--- ENTRIES SHOWN ---
//! Mapping backend failures onto the caller-facing error taxonomy.
//!
//! Discriminated [`ProviderError`] variants map directly. Only the
//! unstructured `ApiError` message falls back to keyword matching.

use mysa_core::{ProviderError, ServiceError};

/// Classify a backend failure.
pub fn classify(error: &ProviderError) -> ServiceError {
    match error {
        ProviderError::Timeout(_) => ServiceError::timeout(),
        ProviderError::Network(_) => ServiceError::network(),
        ProviderError::MissingCredential(_) | ProviderError::AuthenticationFailed(_) => {
            ServiceError::credential()
        }
        ProviderError::PermissionDenied(_) => ServiceError::permission_denied(),
        ProviderError::QuotaExceeded(_) => ServiceError::quota(),
        ProviderError::ContentFiltered(_) => ServiceError::content_filtered(),
        ProviderError::InvalidResponse(_) => ServiceError::invalid_response(),
        ProviderError::ApiError { message, .. } => {
            match_keywords(message).unwrap_or_else(|| ServiceError::backend(message))
        }
        ProviderError::NotConfigured(message) => classify_message(message),
    }
}

/// Classify free-form error text. First matching rule wins.
pub fn classify_message(raw: &str) -> ServiceError {
    if let Some(err) = match_keywords(raw) {
        return err;
    }
    if raw.to_lowercase().contains("invalid response") {
        return ServiceError::invalid_response();
    }
    ServiceError::unknown()
}

fn match_keywords(raw: &str) -> Option<ServiceError> {
    let text = raw.to_lowercase();
    let has = |needles: &[&str]| needles.iter().any(|n| text.contains(n));

    if has(&["timeout", "timed out"]) {
        Some(ServiceError::timeout())
    } else if has(&["network", "fetch"]) {
        Some(ServiceError::network())
    } else if has(&["api_key", "api key", "invalid key", "credential"]) {
        Some(ServiceError::credential())
    } else if has(&["quota", "exceeded"]) {
        Some(ServiceError::quota())
    } else if has(&["safety", "blocked"]) {
        Some(ServiceError::content_filtered())
    } else if has(&["permission", "forbidden"]) {
        Some(ServiceError::permission_denied())
    } else {
        None
    }
}
impl Orchestrator {
    pub fn new(provider: Arc<dyn Provider>, settings: OrchestratorSettings) -> Self {
        Self { provider, settings }
    }

    pub fn from_config(provider: Arc<dyn Provider>, config: &AppConfig) -> Self {
        Self::new(provider, OrchestratorSettings::from_config(config))
    }

    /// Answer one turn, retrying transient failures.
    pub async fn respond(&self, params: &RequestParams) -> Result<String, ServiceError> {
        self.respond_from(params, RetryState::fresh()).await
    }

    /// Re-run a turn that already failed, with a new retry budget.
    pub async fn retry_last_request(&self, params: &RequestParams) -> Result<String, ServiceError> {
        info!(mode = %params.mode(), "Manual retry requested");
        self.respond_from(params, RetryState::fresh()).await
    }

    /// Answer one turn, continuing from `state` retries already spent.
    pub async fn respond_from(
        &self,
        params: &RequestParams,
        state: RetryState,
    ) -> Result<String, ServiceError> {
        let policy = self.settings.retry;
        let mut attempt = state.attempt;

        loop {
            let err = match self.attempt_once(params).await {
                Ok(text) => return Ok(text),
                Err(err) => err,
            };

            if !err.retryable || !policy.allows(attempt) {
                warn!(
                    kind = %err.kind,
                    retryable = err.retryable,
                    retries = attempt,
                    "Request failed"
                );
                return Err(err);
            }

            let delay = policy.delay_for(attempt);
            attempt += 1;
            warn!(
                attempt,
                max_retries = policy.max_retries,
                delay_ms = delay.as_millis() as u64,
                kind = %err.kind,
                "Retrying request"
            );
            tokio::time::sleep(delay).await;
        }
    }

    /// A single dispatch: build, race against the timeout, validate.
    async fn attempt_once(&self, params: &RequestParams) -> Result<String, ServiceError> {
        let prompt = self.settings.prompt.build(params);
        debug!(
            mode = %params.mode(),
            history = params.messages().len(),
            prompt_bytes = prompt.len(),
            "Prepared request"
        );

        let request = ProviderRequest {
            model: self.settings.model.clone(),
            prompt,
            temperature: self.settings.temperature,
            max_output_tokens: self.settings.max_output_tokens,
        };

        let started = Instant::now();
        // Dropping the losing future cancels the in-flight HTTP call.
        let response =
            match tokio::time::timeout(self.settings.timeout, self.provider.complete(request)).await {
                Err(_) => {
                    debug!(timeout_ms = self.settings.timeout.as_millis() as u64, "Dispatch timed out");
                    return Err(ServiceError::timeout());
                }
                Ok(Err(e)) => {
                    debug!(provider = self.provider.name(), error = %e, "Dispatch failed");
                    return Err(classify(&e));
                }
                Ok(Ok(response)) => response,
            };

        let text = response.text.trim();
        if text.is_empty() {
            debug!(provider = self.provider.name(), "Backend returned empty text");
            return Err(ServiceError::invalid_response());
        }

        debug!(
            provider = self.provider.name(),
            model = %response.model,
            elapsed_ms = started.elapsed().as_millis() as u64,
            chars = text.len(),
            "Dispatch succeeded"
        );
        Ok(text.to_string())
    }
}

#[cfg(test)]
mod tests {
    use super::*;
    use async_trait::async_trait;
    use mysa_core::{ConversationMode, ProviderError, ProviderResponse, ServiceErrorKind};
    use std::sync::Mutex;

    /// Replays scripted outcomes in order, repeating the last one.
    struct MockProvider {
        outcomes: Mutex<Vec<Result<String, ProviderError>>>,
        prompts: Mutex<Vec<String>>,
        delay: Duration,
    }

    impl MockProvider {
        fn new(outcomes: Vec<Result<String, ProviderError>>) -> Arc<Self> {
            Self::slow(outcomes, Duration::ZERO)
        }

        fn slow(outcomes: Vec<Result<String, ProviderError>>, delay: Duration) -> Arc<Self> {
            Arc::new(Self {
                outcomes: Mutex::new(outcomes),
                prompts: Mutex::new(Vec::new()),
                delay,
            })
        }

        fn calls(&self) -> usize {
            self.prompts.lock().unwrap().len()
        }
    }

    #[async_trait]
    impl Provider for MockProvider {
        fn name(&self) -> &str {
            "mock"
        }

        async fn complete(&self, request: ProviderRequest) -> Result<ProviderResponse, ProviderError> {
            self.prompts.lock().unwrap().push(request.prompt);
            if !self.delay.is_zero() {
                tokio::time::sleep(self.delay).await;
            }
            let outcome = {
                let mut outcomes = self.outcomes.lock().unwrap();
                if outcomes.len() > 1 {
                    outcomes.remove(0)
                } else {
                    outcomes[0].clone()
                }
            };
            outcome.map(|text| ProviderResponse {
                text,
                model: request.model,
                finish_reason: Some("STOP".into()),
                usage: None,
            })
        }
    }

    fn params() -> RequestParams {
        RequestParams::new(ConversationMode::Food, vec![], "Where is Mylari?", "## Food Mode").unwrap()
    }

    #[tokio::test]
    async fn trims_successful_reply() {
        let provider = MockProvider::new(vec![Ok("  Try Mylari.\n".into())]);
        let orchestrator = Orchestrator::new(provider.clone(), OrchestratorSettings::default());

        assert_eq!(orchestrator.respond(&params()).await.unwrap(), "Try Mylari.");
        assert_eq!(provider.calls(), 1);
        assert!(provider.prompts.lock().unwrap()[0].contains("Where is Mylari?"));
    }

    #[tokio::test(start_paused = true)]
    async fn whitespace_reply_is_invalid_response() {
        let provider = MockProvider::new(vec![Ok("   ".into())]);
        let orchestrator = Orchestrator::new(provider.clone(), OrchestratorSettings::default());

        let err = orchestrator.respond(&params()).await.unwrap_err();
        assert_eq!(err.kind, ServiceErrorKind::InvalidResponse);
        assert!(err.retryable);
        // Retryable, so the full budget was spent.
        assert_eq!(provider.calls(), 3);
    }

    #[tokio::test(start_paused = true)]
    async fn quota_fails_on_first_attempt() {
        let provider = MockProvider::new(vec![Err(ProviderError::QuotaExceeded("daily limit".into()))]);
        let orchestrator = Orchestrator::new(provider.clone(), OrchestratorSettings::default());

        let started = tokio::time::Instant::now();
        let err = orchestrator.respond(&params()).await.unwrap_err();
        assert_eq!(err.kind, ServiceErrorKind::Quota);
        assert!(!err.retryable);
        assert_eq!(provider.calls(), 1);
        assert_eq!(started.elapsed(), Duration::ZERO);
    }

    #[tokio::test(start_paused = true)]
    async fn transient_failures_back_off_exponentially() {
        let provider = MockProvider::new(vec![Err(ProviderError::Network("connection reset".into()))]);
        let orchestrator = Orchestrator::new(provider.clone(), OrchestratorSettings::default());

        let started = tokio::time::Instant::now();
        let err = orchestrator.respond(&params()).await.unwrap_err();
        assert_eq!(err.kind, ServiceErrorKind::Network);
        assert_eq!(provider.calls(), 3);
        // 1 s + 2 s of backoff.
        assert_eq!(started.elapsed(), Duration::from_secs(3));
    }

    #[tokio::test(start_paused = true)]
    async fn recovers_after_transient_failure() {
        let provider = MockProvider::new(vec![
            Err(ProviderError::Network("reset".into())),
            Ok("Vinayaka Mylari, Nazarbad.".into()),
        ]);
        let orchestrator = Orchestrator::new(provider.clone(), OrchestratorSettings::default());

        assert_eq!(orchestrator.respond(&params()).await.unwrap(), "Vinayaka Mylari, Nazarbad.");
        assert_eq!(provider.calls(), 2);
    }

    #[tokio::test(start_paused = true)]
    async fn respond_from_spent_budget_does_not_retry() {
        let provider = MockProvider::new(vec![Err(ProviderError::Network("reset".into()))]);
        let orchestrator = Orchestrator::new(provider.clone(), OrchestratorSettings::default());

        let err = orchestrator
            .respond_from(&params(), RetryState { attempt: 2 })
            .await
            .unwrap_err();
        assert_eq!(err.kind, ServiceErrorKind::Network);
        assert!(err.retryable);
        assert_eq!(provider.calls(), 1);
    }

    #[tokio::test(start_paused = true)]
    async fn slow_backend_times_out() {
        let provider = MockProvider::slow(vec![Ok("late".into())], Duration::from_secs(40));
        let settings = OrchestratorSettings {
            retry: RetryPolicy::none(),
            ..OrchestratorSettings::default()
        };
        let orchestrator = Orchestrator::new(provider.clone(), settings);

        let started = tokio::time::Instant::now();
        let err = orchestrator.respond(&params()).await.unwrap_err();
        assert_eq!(err.kind, ServiceErrorKind::Timeout);
        assert_eq!(started.elapsed(), Duration::from_secs(30));
    }

    #[tokio::test(start_paused = true)]
    async fn non_retryable_kinds_dispatch_once() {
        let cases = [
            (ProviderError::AuthenticationFailed("bad key".into()), ServiceErrorKind::Credential),
            (ProviderError::QuotaExceeded("daily limit".into()), ServiceErrorKind::Quota),
            (ProviderError::ContentFiltered("SAFETY".into()), ServiceErrorKind::ContentFiltered),
        ];

        for (backend_error, kind) in cases {
            let provider = MockProvider::new(vec![Err(backend_error)]);
            let orchestrator = Orchestrator::new(provider.clone(), OrchestratorSettings::default());

            let started = tokio::time::Instant::now();
            let err = orchestrator.respond(&params()).await.unwrap_err();
            assert_eq!(err.kind, kind);
            assert!(!err.retryable);
            assert_eq!(provider.calls(), 1, "{kind} was dispatched more than once");
            assert_eq!(started.elapsed(), Duration::ZERO, "{kind} waited for a backoff");
        }
    }

    #[tokio::test(start_paused = true)]
    async fn unstructured_quota_text_is_not_retried() {
        let provider = MockProvider::new(vec![Err(ProviderError::ApiError {
            status_code: 400,
            message: "Quota exceeded for this project".into(),
        })]);
        let orchestrator = Orchestrator::new(provider.clone(), OrchestratorSettings::default());

        let err = orchestrator.respond(&params()).await.unwrap_err();
        assert_eq!(err.kind, ServiceErrorKind::Quota);
        assert!(!err.retryable);
        assert_eq!(provider.calls(), 1);
    }

    /// Takes 40 s for the first `slow_calls` dispatches, then answers at once.
    struct SlowThenFast {
        calls: Mutex<u32>,
        slow_calls: u32,
    }

    #[async_trait]
    impl Provider for SlowThenFast {
        fn name(&self) -> &str {
            "slow-then-fast"
        }

        async fn complete(&self, request: ProviderRequest) -> Result<ProviderResponse, ProviderError> {
            let call = {
                let mut calls = self.calls.lock().unwrap();
                *calls += 1;
                *calls
            };
            if call <= self.slow_calls {
                tokio::time::sleep(Duration::from_secs(40)).await;
            }
            Ok(ProviderResponse {
                text: "Dasara lights start at 7 pm.".into(),
                model: request.model,
                finish_reason: None,
                usage: None,
            })
        }
    }

    #[tokio::test(start_paused = true)]
    async fn timeout_then_independent_success() {
        let provider = Arc::new(SlowThenFast {
            calls: Mutex::new(0),
            slow_calls: 3,
        });
        let orchestrator = Orchestrator::new(provider.clone(), OrchestratorSettings::default());

        let started = tokio::time::Instant::now();
        let err = orchestrator.respond(&params()).await.unwrap_err();
        assert_eq!(err.kind, ServiceErrorKind::Timeout);
        assert!(err.retryable);
        // Three 30 s attempts with 1 s and 2 s of backoff between them.
        assert_eq!(started.elapsed(), Duration::from_secs(93));
        assert_eq!(*provider.calls.lock().unwrap(), 3);

        let reply = orchestrator.respond(&params()).await.unwrap();
        assert_eq!(reply, "Dasara lights start at 7 pm.");
    }

    #[tokio::test]
    async fn healthy_backend_answers_breakfast_question() {
        let provider = MockProvider::new(vec![Ok("Hotel Mylari opens at 7 am for dosa.".into())]);
        let orchestrator = Orchestrator::new(provider, OrchestratorSettings::default());
        let params =
            RequestParams::new(ConversationMode::Food, vec![], "Best breakfast spot?", "<doc>").unwrap();

        let reply = orchestrator.respond(&params).await.unwrap();
        assert!(!reply.is_empty());
        assert!(!reply.to_lowercase().contains("error"));
    }

    #[tokio::test(start_paused = true)]
    async fn manual_retry_gets_a_fresh_budget() {
        let provider = MockProvider::new(vec![
            Err(ProviderError::Timeout("slow".into())),
            Err(ProviderError::Timeout("slow".into())),
            Err(ProviderError::Timeout("slow".into())),
            Ok("Chamundi Hill at sunrise.".into()),
        ]);
        let orchestrator = Orchestrator::new(provider.clone(), OrchestratorSettings::default());

        let err = orchestrator.respond(&params()).await.unwrap_err();
        assert_eq!(err.kind, ServiceErrorKind::Timeout);
        assert_eq!(provider.calls(), 3);

        let reply = orchestrator.retry_last_request(&params()).await.unwrap();
        assert_eq!(reply, "Chamundi Hill at sunrise.");
        assert_eq!(provider.calls(), 4);
    }

    #[test]
    fn settings_follow_config() {
        let mut config = AppConfig::default();
        config.orchestrator.timeout_ms = 5_000;
        config.orchestrator.max_retries = 4;
        config.provider.model = "gemini-2.0-flash".into();

        let settings = OrchestratorSettings::from_config(&config);
        assert_eq!(settings.timeout, Duration::from_secs(5));
        assert_eq!(settings.retry.max_retries, 4);
        assert_eq!(settings.model, "gemini-2.0-flash");
    }
}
---
Identify each line in the entries with the word "matching" and copy it.

//! unstructured `ApiError` message falls back to keyword matching.
/// Classify free-form error text. First matching rule wins.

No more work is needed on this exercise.